Exercise objective:
Once you find the line with "the per-service timeout)." in the data that follows, repeat it and every line after it exactly, through the line with "Executes every verb".

★ ★ ★ ★ ★ ★ ★

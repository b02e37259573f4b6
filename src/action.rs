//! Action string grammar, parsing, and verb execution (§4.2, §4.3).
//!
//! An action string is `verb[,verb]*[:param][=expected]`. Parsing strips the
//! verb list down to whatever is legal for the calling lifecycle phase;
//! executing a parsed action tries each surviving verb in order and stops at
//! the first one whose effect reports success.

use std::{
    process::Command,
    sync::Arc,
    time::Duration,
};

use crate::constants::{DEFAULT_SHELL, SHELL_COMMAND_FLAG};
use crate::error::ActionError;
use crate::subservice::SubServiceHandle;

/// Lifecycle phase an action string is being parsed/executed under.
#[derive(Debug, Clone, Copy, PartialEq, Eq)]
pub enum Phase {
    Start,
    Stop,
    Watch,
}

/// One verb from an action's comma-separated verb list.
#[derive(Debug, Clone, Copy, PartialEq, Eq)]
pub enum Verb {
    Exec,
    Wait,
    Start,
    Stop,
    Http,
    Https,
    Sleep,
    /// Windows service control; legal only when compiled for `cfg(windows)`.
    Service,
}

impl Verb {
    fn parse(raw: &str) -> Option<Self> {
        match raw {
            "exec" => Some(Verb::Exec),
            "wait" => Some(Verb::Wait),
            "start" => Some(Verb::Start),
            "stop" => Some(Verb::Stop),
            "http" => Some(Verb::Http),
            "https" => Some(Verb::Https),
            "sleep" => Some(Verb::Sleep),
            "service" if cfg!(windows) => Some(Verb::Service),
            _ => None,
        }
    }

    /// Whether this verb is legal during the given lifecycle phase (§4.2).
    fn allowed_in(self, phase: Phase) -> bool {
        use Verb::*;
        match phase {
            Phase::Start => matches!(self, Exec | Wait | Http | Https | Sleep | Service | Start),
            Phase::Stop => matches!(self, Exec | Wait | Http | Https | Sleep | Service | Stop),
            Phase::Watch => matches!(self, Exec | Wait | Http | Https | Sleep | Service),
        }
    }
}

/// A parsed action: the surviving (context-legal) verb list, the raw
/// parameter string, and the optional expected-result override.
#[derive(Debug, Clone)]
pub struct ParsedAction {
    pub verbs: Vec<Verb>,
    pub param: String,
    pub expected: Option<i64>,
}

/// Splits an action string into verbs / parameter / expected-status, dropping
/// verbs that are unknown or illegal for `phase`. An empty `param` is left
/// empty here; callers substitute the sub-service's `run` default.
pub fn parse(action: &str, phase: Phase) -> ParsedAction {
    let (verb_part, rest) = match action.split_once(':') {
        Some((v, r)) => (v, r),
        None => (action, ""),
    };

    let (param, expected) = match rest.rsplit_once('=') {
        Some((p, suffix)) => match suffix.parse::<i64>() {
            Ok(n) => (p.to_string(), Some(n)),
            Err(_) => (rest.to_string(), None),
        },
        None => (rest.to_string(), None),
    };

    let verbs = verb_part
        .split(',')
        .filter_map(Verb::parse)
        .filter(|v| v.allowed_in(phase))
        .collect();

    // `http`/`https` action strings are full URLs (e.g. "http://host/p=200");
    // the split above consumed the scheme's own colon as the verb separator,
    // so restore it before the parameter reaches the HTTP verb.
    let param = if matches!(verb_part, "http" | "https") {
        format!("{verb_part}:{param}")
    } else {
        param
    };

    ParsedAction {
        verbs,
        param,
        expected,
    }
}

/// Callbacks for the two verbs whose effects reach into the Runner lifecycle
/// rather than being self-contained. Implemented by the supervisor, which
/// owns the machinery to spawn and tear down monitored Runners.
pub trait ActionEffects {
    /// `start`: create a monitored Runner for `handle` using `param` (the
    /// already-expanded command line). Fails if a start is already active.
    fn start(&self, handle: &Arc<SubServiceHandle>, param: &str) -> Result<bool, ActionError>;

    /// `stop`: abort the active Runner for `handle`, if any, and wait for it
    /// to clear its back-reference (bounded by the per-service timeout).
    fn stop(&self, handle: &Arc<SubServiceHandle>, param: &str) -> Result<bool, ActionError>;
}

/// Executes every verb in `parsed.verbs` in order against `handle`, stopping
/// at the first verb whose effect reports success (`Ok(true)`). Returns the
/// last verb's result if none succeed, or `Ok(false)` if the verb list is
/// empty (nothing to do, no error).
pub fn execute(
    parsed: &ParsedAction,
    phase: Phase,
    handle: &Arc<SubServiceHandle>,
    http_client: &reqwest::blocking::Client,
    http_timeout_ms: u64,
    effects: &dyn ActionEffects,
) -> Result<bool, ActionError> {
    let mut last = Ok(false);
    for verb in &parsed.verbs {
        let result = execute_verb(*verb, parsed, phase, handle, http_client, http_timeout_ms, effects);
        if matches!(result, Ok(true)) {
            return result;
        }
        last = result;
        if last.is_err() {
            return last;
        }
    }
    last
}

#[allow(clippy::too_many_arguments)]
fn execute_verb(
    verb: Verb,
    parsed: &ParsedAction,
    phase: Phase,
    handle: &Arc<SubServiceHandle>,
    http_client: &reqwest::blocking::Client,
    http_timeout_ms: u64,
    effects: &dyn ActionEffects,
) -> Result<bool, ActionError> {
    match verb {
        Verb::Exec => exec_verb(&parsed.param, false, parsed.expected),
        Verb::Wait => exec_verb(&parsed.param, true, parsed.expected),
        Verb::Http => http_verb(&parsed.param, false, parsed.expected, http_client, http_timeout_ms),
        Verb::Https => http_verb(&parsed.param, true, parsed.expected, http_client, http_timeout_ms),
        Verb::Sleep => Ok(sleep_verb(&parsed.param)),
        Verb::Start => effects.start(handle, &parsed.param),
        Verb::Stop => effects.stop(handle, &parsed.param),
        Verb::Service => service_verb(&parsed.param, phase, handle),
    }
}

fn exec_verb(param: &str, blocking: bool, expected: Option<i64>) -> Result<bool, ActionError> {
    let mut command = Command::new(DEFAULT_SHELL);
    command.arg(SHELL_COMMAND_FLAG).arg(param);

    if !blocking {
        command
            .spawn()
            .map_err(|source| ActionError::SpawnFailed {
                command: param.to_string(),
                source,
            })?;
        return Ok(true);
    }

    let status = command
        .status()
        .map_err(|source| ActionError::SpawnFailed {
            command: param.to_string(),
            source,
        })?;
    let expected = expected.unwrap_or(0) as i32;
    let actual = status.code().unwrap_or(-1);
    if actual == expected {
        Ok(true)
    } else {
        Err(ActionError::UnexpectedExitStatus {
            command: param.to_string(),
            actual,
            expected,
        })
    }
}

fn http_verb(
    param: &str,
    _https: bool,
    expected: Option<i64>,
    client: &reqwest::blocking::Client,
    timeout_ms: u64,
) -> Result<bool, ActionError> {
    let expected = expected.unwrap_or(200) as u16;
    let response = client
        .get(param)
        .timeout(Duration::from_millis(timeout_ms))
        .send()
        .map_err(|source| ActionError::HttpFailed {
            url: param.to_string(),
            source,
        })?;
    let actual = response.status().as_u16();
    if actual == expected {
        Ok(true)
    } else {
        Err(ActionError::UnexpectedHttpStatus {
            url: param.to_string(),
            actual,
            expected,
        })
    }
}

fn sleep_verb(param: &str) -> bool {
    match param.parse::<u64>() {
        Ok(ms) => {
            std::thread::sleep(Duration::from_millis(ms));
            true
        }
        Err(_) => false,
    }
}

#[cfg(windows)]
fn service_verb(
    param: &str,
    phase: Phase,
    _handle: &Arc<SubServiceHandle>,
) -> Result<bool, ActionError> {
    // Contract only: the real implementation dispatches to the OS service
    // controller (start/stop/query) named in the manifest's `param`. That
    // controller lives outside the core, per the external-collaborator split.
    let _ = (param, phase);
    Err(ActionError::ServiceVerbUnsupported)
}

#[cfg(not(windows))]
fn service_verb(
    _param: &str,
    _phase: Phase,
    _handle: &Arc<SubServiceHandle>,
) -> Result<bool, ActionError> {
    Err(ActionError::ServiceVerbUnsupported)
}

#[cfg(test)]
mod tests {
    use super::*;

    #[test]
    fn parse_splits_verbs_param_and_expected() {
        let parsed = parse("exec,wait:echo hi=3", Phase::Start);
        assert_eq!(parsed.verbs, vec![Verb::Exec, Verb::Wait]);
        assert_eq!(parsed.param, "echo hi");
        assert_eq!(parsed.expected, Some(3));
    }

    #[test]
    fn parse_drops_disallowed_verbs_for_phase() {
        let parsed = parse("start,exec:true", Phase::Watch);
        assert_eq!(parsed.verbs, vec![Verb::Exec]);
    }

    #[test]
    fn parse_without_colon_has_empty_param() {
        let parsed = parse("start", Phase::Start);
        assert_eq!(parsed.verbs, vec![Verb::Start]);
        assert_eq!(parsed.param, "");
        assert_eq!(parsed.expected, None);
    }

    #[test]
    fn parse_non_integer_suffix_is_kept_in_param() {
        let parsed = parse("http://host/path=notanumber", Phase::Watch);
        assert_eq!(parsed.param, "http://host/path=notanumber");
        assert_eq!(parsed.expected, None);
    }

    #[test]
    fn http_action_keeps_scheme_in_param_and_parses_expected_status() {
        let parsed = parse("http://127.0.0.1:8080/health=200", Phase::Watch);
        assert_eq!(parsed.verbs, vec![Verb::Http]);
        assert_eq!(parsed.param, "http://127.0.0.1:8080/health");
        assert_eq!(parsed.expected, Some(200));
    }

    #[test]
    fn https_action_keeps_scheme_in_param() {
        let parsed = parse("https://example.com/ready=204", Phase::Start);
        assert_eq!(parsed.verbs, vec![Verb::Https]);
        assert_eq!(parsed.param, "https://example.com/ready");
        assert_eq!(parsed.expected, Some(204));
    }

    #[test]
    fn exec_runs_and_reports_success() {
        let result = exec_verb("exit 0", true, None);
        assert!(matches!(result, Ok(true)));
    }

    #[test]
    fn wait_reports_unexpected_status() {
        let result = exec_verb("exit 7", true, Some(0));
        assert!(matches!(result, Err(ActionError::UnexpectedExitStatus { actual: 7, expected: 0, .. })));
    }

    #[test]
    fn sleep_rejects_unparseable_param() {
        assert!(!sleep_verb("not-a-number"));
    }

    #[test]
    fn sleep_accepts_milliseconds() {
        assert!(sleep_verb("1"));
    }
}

★ ★ ★ ★ ★ ★ ★

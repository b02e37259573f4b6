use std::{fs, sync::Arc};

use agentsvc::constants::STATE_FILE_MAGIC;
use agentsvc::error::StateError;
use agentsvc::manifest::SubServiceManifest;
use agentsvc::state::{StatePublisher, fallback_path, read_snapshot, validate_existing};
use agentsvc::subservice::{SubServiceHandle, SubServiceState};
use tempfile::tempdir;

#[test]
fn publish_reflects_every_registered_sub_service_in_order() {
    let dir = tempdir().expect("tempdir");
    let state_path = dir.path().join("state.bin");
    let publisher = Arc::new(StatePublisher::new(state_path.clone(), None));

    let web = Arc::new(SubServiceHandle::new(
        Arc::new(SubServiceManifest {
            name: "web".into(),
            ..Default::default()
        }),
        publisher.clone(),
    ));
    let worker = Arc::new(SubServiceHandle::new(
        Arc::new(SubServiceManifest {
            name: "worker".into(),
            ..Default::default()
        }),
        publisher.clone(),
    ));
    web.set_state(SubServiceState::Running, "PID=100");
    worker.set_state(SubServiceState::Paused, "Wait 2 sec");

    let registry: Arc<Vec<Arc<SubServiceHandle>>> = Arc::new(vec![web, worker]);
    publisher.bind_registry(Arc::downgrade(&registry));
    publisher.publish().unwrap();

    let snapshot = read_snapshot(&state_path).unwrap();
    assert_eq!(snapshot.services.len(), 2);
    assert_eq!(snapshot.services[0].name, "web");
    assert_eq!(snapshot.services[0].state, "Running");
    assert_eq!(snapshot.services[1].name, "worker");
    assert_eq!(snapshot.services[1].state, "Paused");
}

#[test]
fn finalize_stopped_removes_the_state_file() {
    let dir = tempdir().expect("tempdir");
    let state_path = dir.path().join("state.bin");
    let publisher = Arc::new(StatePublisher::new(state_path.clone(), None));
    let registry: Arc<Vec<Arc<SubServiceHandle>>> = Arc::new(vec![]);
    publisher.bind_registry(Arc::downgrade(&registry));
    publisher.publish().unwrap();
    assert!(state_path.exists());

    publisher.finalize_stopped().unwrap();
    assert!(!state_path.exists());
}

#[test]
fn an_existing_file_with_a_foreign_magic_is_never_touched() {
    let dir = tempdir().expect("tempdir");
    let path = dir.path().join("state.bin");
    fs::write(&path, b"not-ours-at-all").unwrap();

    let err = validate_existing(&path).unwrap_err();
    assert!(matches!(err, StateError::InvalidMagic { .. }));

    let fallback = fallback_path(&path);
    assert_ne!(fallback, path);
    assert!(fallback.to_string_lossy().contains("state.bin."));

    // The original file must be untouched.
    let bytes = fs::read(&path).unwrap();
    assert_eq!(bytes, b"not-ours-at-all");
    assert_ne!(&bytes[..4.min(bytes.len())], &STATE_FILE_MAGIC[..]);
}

★ ★ ★ ★ ★ ★ ★

Written answer:
    /// to clear its back-reference (bounded by the per-service timeout).
    fn stop(&self, handle: &Arc<SubServiceHandle>, param: &str) -> Result<bool, ActionError>;
}

/// Executes every verb in `parsed.verbs` in order against `handle`, stopping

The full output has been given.